Assignment:
Could you find each line of the data below that contains the word "Wrote" and copy those lines?

Source information:
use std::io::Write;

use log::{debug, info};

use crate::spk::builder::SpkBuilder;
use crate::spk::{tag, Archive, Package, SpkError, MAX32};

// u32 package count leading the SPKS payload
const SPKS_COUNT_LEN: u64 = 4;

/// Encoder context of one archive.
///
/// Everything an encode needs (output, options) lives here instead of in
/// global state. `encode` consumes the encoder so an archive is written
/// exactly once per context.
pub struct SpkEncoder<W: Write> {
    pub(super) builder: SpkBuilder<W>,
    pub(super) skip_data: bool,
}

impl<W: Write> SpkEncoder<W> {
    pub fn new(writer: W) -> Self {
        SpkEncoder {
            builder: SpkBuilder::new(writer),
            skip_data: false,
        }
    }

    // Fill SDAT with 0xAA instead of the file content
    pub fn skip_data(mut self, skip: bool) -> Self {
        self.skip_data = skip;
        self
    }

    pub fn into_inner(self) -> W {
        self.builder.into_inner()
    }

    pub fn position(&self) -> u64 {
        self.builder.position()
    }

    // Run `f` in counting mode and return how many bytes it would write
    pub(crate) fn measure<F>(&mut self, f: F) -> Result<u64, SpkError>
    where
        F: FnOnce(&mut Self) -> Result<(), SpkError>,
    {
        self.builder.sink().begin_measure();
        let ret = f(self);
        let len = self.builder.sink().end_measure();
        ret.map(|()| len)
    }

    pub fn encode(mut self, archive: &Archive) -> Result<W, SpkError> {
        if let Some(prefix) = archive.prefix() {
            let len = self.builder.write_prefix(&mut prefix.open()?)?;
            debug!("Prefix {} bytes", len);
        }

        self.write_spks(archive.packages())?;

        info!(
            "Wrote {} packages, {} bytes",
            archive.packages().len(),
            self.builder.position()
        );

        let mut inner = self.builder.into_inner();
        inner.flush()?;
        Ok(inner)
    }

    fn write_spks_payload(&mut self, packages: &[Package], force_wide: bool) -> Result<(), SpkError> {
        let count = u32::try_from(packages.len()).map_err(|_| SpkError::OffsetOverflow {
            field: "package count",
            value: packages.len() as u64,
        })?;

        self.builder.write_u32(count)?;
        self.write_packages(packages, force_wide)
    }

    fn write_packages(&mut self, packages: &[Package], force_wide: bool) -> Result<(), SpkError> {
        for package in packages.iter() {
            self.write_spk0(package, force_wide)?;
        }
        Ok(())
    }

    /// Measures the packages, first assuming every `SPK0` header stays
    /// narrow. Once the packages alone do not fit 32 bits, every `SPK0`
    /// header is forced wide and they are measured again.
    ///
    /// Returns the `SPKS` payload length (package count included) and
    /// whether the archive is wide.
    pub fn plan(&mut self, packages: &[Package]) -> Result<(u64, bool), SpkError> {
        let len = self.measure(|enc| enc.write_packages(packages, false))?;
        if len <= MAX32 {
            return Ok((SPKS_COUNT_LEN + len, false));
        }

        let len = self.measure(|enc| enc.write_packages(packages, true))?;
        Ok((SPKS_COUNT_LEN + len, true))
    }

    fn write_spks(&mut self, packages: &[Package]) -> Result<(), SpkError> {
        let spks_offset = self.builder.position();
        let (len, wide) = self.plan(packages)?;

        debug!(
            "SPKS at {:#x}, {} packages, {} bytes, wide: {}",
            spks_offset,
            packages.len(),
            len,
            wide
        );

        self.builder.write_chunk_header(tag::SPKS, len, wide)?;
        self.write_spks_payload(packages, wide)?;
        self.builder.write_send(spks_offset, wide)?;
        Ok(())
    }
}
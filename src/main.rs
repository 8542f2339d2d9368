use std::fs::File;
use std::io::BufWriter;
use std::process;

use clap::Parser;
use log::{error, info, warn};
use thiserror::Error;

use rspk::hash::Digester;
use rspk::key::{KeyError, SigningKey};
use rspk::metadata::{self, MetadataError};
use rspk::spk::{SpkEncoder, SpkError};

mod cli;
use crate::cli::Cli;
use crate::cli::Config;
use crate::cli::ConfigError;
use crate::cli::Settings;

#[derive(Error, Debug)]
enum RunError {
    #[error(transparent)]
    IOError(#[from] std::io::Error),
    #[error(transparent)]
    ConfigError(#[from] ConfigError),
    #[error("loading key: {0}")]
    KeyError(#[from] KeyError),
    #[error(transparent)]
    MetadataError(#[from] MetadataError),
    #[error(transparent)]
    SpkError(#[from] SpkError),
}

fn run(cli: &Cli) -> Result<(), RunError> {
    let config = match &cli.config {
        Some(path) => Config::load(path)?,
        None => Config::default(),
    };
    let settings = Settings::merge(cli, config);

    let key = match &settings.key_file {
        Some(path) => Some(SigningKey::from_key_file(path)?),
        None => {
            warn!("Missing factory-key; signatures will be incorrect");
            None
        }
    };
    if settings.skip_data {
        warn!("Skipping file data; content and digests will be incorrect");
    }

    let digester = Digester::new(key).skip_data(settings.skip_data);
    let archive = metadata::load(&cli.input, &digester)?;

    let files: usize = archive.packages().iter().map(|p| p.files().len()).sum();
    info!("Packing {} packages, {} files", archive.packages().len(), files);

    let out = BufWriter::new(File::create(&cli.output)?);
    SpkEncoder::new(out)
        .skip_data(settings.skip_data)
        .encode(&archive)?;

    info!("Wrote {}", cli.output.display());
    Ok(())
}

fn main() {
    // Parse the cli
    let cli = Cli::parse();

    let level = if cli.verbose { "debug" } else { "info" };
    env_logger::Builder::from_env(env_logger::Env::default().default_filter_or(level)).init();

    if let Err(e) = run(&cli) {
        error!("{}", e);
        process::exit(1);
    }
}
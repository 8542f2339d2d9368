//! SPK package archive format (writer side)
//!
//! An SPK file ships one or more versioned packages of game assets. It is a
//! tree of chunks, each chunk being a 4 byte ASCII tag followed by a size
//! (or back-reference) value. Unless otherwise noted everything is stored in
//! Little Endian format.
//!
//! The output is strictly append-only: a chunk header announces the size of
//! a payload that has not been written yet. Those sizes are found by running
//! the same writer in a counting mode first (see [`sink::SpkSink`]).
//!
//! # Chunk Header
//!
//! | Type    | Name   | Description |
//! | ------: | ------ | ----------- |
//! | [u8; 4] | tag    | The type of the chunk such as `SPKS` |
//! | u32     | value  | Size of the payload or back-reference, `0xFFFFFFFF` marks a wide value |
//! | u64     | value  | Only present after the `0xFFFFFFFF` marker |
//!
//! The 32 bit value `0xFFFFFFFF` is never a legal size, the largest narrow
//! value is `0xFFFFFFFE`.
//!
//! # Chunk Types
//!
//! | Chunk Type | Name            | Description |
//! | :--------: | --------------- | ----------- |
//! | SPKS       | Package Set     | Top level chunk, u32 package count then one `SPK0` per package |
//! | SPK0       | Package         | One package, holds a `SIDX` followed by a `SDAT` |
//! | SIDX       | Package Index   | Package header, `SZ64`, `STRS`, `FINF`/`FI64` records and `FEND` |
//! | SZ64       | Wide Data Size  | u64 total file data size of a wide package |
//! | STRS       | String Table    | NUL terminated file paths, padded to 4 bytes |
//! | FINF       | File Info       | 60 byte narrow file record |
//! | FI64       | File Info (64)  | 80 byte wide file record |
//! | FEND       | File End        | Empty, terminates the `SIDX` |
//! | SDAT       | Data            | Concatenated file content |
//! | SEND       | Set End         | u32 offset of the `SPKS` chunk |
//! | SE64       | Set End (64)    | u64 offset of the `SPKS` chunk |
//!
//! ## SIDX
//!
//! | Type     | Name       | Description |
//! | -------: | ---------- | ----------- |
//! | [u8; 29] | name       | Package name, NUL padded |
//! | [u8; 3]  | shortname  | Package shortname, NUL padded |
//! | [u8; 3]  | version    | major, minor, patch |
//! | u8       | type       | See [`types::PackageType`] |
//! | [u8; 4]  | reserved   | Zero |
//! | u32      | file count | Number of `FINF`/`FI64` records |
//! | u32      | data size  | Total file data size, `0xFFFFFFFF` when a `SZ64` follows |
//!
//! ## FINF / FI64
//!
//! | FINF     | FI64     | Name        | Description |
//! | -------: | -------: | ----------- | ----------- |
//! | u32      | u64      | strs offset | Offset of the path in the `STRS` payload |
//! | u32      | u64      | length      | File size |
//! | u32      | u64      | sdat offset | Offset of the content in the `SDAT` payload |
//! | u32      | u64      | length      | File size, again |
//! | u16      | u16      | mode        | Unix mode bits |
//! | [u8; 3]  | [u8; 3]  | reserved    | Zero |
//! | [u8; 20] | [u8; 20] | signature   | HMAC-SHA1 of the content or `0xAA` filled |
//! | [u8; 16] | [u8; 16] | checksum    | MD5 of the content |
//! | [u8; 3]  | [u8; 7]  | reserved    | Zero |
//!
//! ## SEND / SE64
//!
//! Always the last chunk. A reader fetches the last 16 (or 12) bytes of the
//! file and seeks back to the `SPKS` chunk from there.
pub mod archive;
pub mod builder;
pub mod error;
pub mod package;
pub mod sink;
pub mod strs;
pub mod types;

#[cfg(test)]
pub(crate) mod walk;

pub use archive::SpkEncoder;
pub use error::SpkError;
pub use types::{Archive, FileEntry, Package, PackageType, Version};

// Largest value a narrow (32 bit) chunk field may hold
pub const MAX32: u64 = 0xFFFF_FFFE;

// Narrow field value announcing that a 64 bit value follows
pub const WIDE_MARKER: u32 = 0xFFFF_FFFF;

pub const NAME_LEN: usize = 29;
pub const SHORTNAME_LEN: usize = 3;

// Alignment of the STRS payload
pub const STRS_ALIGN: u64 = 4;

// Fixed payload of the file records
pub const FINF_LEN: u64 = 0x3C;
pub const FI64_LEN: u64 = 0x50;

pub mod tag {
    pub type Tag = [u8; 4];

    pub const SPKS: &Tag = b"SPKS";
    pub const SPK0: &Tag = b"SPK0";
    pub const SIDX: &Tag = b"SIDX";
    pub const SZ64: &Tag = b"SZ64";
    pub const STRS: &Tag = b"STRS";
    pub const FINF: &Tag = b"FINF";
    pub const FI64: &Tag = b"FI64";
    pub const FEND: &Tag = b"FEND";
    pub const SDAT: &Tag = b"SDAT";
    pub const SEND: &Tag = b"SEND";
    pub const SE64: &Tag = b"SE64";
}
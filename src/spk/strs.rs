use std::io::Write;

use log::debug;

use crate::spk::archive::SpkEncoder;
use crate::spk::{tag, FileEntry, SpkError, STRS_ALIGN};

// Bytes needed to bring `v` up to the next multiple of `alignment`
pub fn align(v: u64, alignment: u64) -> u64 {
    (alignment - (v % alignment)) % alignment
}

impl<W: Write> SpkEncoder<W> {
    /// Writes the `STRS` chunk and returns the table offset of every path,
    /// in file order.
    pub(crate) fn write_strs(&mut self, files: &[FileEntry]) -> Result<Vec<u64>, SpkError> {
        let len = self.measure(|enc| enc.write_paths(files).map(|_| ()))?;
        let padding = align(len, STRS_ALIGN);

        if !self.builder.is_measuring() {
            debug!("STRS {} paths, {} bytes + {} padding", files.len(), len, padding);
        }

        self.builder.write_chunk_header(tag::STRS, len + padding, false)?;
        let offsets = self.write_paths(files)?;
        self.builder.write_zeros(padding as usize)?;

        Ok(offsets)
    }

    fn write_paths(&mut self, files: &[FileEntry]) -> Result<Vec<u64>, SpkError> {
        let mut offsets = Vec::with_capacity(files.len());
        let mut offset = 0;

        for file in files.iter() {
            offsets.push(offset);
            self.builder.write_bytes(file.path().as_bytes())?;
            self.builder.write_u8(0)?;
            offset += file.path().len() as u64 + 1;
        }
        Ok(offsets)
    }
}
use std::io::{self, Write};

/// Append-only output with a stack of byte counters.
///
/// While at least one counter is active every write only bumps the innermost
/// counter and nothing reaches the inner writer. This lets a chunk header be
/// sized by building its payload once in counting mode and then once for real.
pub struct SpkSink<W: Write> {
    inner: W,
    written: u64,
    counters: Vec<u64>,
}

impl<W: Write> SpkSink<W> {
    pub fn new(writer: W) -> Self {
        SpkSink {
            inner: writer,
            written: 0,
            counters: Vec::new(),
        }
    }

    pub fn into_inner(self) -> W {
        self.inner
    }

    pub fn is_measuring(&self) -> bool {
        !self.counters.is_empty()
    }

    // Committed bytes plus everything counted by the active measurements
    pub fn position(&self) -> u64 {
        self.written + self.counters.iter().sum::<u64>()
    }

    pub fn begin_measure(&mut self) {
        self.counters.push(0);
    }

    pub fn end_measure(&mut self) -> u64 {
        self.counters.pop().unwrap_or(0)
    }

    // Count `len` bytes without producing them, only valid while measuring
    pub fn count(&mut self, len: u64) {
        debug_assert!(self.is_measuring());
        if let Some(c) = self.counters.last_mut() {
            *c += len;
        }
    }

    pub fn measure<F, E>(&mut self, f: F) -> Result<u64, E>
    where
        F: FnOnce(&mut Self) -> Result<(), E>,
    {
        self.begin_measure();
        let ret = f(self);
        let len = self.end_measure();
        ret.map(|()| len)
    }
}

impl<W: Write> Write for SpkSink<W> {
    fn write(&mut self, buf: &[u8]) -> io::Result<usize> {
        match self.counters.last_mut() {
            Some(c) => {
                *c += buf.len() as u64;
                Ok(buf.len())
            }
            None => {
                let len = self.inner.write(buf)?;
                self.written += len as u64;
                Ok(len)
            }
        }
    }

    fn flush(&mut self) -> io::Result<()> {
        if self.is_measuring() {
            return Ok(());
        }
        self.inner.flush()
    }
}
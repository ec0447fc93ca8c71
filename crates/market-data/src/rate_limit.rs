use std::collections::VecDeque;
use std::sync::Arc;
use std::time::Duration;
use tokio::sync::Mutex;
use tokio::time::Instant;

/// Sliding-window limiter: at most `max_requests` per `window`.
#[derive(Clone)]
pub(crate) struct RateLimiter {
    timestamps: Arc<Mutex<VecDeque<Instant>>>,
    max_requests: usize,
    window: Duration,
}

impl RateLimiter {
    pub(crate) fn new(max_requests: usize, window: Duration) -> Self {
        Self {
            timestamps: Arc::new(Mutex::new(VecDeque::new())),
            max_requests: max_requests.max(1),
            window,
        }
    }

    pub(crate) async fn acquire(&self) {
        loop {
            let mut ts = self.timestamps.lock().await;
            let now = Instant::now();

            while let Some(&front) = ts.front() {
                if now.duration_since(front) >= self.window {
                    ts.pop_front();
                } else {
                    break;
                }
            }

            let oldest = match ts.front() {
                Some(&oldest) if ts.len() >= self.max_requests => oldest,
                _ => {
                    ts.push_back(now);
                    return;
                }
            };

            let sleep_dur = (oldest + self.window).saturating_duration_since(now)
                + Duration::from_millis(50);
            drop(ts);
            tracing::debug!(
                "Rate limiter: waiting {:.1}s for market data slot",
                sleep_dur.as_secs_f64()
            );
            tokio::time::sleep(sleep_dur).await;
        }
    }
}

Result of this exercise:
            "Wrote {} packages, {} bytes",
    info!("Wrote {}", cli.output.display());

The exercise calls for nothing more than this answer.